In Schulenburg v. Signatrol, Inc., 37 Ill.2d 352, we stated: “Although a trial court’s holding is always *513subject to review, this court will not disturb a trial court’s finding and substitute its own opinion unless the holding of the trial court is manifestly against the weight of the evidence. [Citations.] Underlying this rule is the recognition that, especially where the testimony is contradictory, the trial judge as the trier of fact is in a position superior to a court of review to observe the conduct of the witnesses while testifying, to determine their credibility, and to weigh the evidence and determine the preponderance thereof.” We find no reason to disturb the trial court’s finding with respect to the joint venture.

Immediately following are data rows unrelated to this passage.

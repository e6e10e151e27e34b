//! History Writer (C6): the single shared consumer group that durably
//! appends every event to the columnar store exactly once across the fleet.
//!
//! Unlike the Broadcast Consumer, every pod running a History Writer shares
//! one consumer group id (`chatify-chat-history-writer`), so the log's
//! partitions are load-balanced across writer instances rather than each
//! instance seeing every record (§4.4).

use chatify_core::columnar::{ColumnarStore, ColumnarStoreError};
use chatify_core::event::EnrichedChatEvent;
use chatify_core::event_bus::{EventBusError, EventConsumer};
use std::sync::Arc;
use tokio_util::sync::CancellationToken;

use crate::metrics::HistoryWriterMetrics;
use crate::retry::{retry_with_predicate, RetryPolicy};

/// Truncates a poison payload preview to at most this many bytes before
/// logging, so one oversized message can't flood the logs.
const DEFAULT_MAX_PAYLOAD_LOG_BYTES: usize = 256;

/// How long the loop pauses after a transient failure exhausts its retry
/// budget, before moving on to poll the next record (§4.4 step 4).
const TRANSIENT_FAILURE_PAUSE: std::time::Duration = std::time::Duration::from_secs(1);

/// What [`HistoryWriterLoop::process`] decided for one record, so `run` knows
/// whether to commit its offset.
enum ProcessOutcome {
    /// The record was durably appended, or was a permanent failure that was
    /// dead-lettered — either way its offset should be committed.
    Committed,
    /// A transient failure exhausted the retry budget; the offset must stay
    /// uncommitted so the record is re-read after the loop pauses.
    NotCommitted,
}

/// Routes permanently-failing (poison) events to a dead-letter sink instead
/// of stalling the partition they arrived on (§4.4 step 4).
pub trait DeadLetterSink: Send + Sync {
    /// Record that `record` could not be durably appended after exhausting
    /// retries, along with a truncated preview of its payload and the
    /// reason it was considered permanent.
    fn record(&self, record: &EnrichedChatEvent, reason: &str);
}

/// A [`DeadLetterSink`] that only logs; used when no durable dead-letter
/// table is configured.
#[derive(Default)]
pub struct LoggingDeadLetterSink {
    max_payload_log_bytes: usize,
}

impl LoggingDeadLetterSink {
    /// Construct a sink that truncates payload previews to `max_payload_log_bytes`.
    #[must_use]
    pub const fn new(max_payload_log_bytes: usize) -> Self {
        Self {
            max_payload_log_bytes,
        }
    }
}

impl DeadLetterSink for LoggingDeadLetterSink {
    fn record(&self, record: &EnrichedChatEvent, reason: &str) {
        let preview: String = record.event.text.chars().take(self.max_payload_log_bytes).collect();
        tracing::error!(
            message_id = %record.event.message_id,
            scope_id = %record.event.scope_id,
            partition = record.partition,
            offset = record.offset,
            reason,
            preview,
            "event dead-lettered after exhausting retries"
        );
    }
}

/// Drives the shared History Writer consumer group: consume, append with
/// retry, commit, or dead-letter on permanent failure.
pub struct HistoryWriterLoop {
    consumer: Arc<dyn EventConsumer>,
    store: Arc<dyn ColumnarStore>,
    dead_letters: Arc<dyn DeadLetterSink>,
    retry_policy: RetryPolicy,
}

impl HistoryWriterLoop {
    /// Construct a loop from its injected dependencies and retry policy.
    #[must_use]
    pub fn new(
        consumer: Arc<dyn EventConsumer>,
        store: Arc<dyn ColumnarStore>,
        dead_letters: Arc<dyn DeadLetterSink>,
        retry_policy: RetryPolicy,
    ) -> Self {
        Self {
            consumer,
            store,
            dead_letters,
            retry_policy,
        }
    }

    /// Subscribe under `group_id` (the shared writer group) and run until
    /// `cancellation` fires.
    ///
    /// For each consumed record, appends to the columnar store, retrying
    /// transient failures with backoff per the configured [`RetryPolicy`].
    /// A permanent failure (deserialize/missing-field, or a non-retryable
    /// append error) routes the record to the [`DeadLetterSink`] and commits
    /// its offset to skip the poison message. A transient failure that
    /// exhausts the retry budget does the opposite: the offset is left
    /// uncommitted and the loop pauses briefly before moving on, so the
    /// record is re-read rather than silently lost (§4.4 step 4, §7).
    ///
    /// # Errors
    ///
    /// Returns [`EventBusError::SubscribeFailed`] if the initial subscribe
    /// could not be established.
    pub async fn run(
        &self,
        group_id: &str,
        cancellation: CancellationToken,
    ) -> Result<(), EventBusError> {
        use futures::StreamExt;

        let mut stream = self.consumer.subscribe(group_id).await?;

        loop {
            tokio::select! {
                biased;

                () = cancellation.cancelled() => {
                    tracing::info!(%group_id, "history writer shutting down");
                    return Ok(());
                }

                item = stream.next() => {
                    let Some(item) = item else {
                        tracing::warn!(%group_id, "history writer stream ended");
                        return Ok(());
                    };
                    let record = match item {
                        Ok(record) => record,
                        Err(e) => {
                            tracing::error!(error = %e, "failed to consume record");
                            continue;
                        }
                    };

                    match self.process(&record).await {
                        ProcessOutcome::Committed => {
                            if let Err(e) = self.consumer.commit(&record).await {
                                tracing::error!(error = %e, "offset commit failed");
                            }
                        }
                        ProcessOutcome::NotCommitted => {
                            tracing::warn!(
                                %group_id,
                                message_id = %record.event.message_id,
                                "transient store failure exhausted retries, pausing without committing"
                            );
                            tokio::select! {
                                () = cancellation.cancelled() => {
                                    tracing::info!(%group_id, "history writer shutting down");
                                    return Ok(());
                                }
                                () = tokio::time::sleep(TRANSIENT_FAILURE_PAUSE) => {}
                            }
                        }
                    }
                }
            }
        }
    }

    async fn process(&self, record: &EnrichedChatEvent) -> ProcessOutcome {
        let scope = match record.event.scope_key() {
            Ok(scope) => scope,
            Err(e) => {
                self.dead_letters.record(record, &format!("unparseable scope id: {e}"));
                HistoryWriterMetrics::record_dead_lettered();
                return ProcessOutcome::Committed;
            }
        };

        let result = retry_with_predicate(
            self.retry_policy.clone(),
            || {
                let store = Arc::clone(&self.store);
                let scope = scope.clone();
                let event = record.event.clone();
                async move {
                    store
                        .append(&scope, &event, Some(record.partition), Some(record.offset))
                        .await
                }
            },
            is_retryable,
        )
        .await;

        match result {
            Ok(()) => {
                HistoryWriterMetrics::record_write();
                ProcessOutcome::Committed
            }
            Err(e) if is_retryable(&e) => {
                // Exhausted the retry budget while the error stayed
                // transient: not a poison message, just an unreachable
                // store. Do not dead-letter it.
                HistoryWriterMetrics::record_write_failed();
                tracing::error!(
                    error = %e,
                    message_id = %record.event.message_id,
                    "append failed after exhausting retries on a transient error"
                );
                ProcessOutcome::NotCommitted
            }
            Err(e) => {
                HistoryWriterMetrics::record_write_failed();
                self.dead_letters.record(record, &e.to_string());
                HistoryWriterMetrics::record_dead_lettered();
                ProcessOutcome::Committed
            }
        }
    }
}

fn is_retryable(error: &ColumnarStoreError) -> bool {
    matches!(error, ColumnarStoreError::Unavailable(_))
}

impl Default for LoggingDeadLetterSink {
    fn default() -> Self {
        Self::new(DEFAULT_MAX_PAYLOAD_LOG_BYTES)
    }
}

Joint adventurers, as a matter of law, stand in a fiduciary relationship to each other. (Carroll v. Caldwell, 12 Ill.2d 487.) Where property, which is the subject of a joint-venture agreement, is acquired by one of the joint adventurers and claimed as his own in breach of the agreement, equity will raise a constructive trust. (Ridgely v. Central Pipe Line Co., 409 Ill. 46.) The circuit court did not err in imposing a constructive trust on the assets of the venture.
The appellate court apparently concluded that there was no contract between the parties because no agreement had been reduced to writing, and defendant argues here that “There was never a contract between the parties as there was no meeting of the minds as to all of the necessary terms and conditions for a binding contract.” It is true that the testimony does not cover all of the detailed matters that might be set out in a written contract, but as this court said in Ditis v. Ahlvin Construction Co., 408 Ill. 416, 425, “In a court of equity, the substance of the transaction, and not the form, is to be regarded in the determination of the rights of the parties. [Citation.] A joint adventure may be established without any specific formal agreement to enter into a joint enterprise ***. It is the nature of the enterprise undertaken that controls, not the form of the agreement.” We note further that the matters which defendants contend are not proved, and to *514which the appellate court opinion apparently refers, deal with salaries, commissions and “overrides,” which plaintiffs allege were agreed upon but which were neither sought in the pleadings nor awarded in the decree.
Defendants contend further that if a contract existed between the parties it cannot be enforced for the reason that it is violative of the Statute of Frauds. Constructive trusts are expressly excluded from the operation of the Statute of Frauds. Ill. Rev. Stat. 1971, ch. 59, par. 9.
For the reasons stated the judgment of the appellate court is reversed and that of the circuit court is affirmed, and the cause is remanded to the circuit court of Lake County for further proceedings in accordance with this opinion.
Appellate court reversed; circuit court affirmed and cause remanded.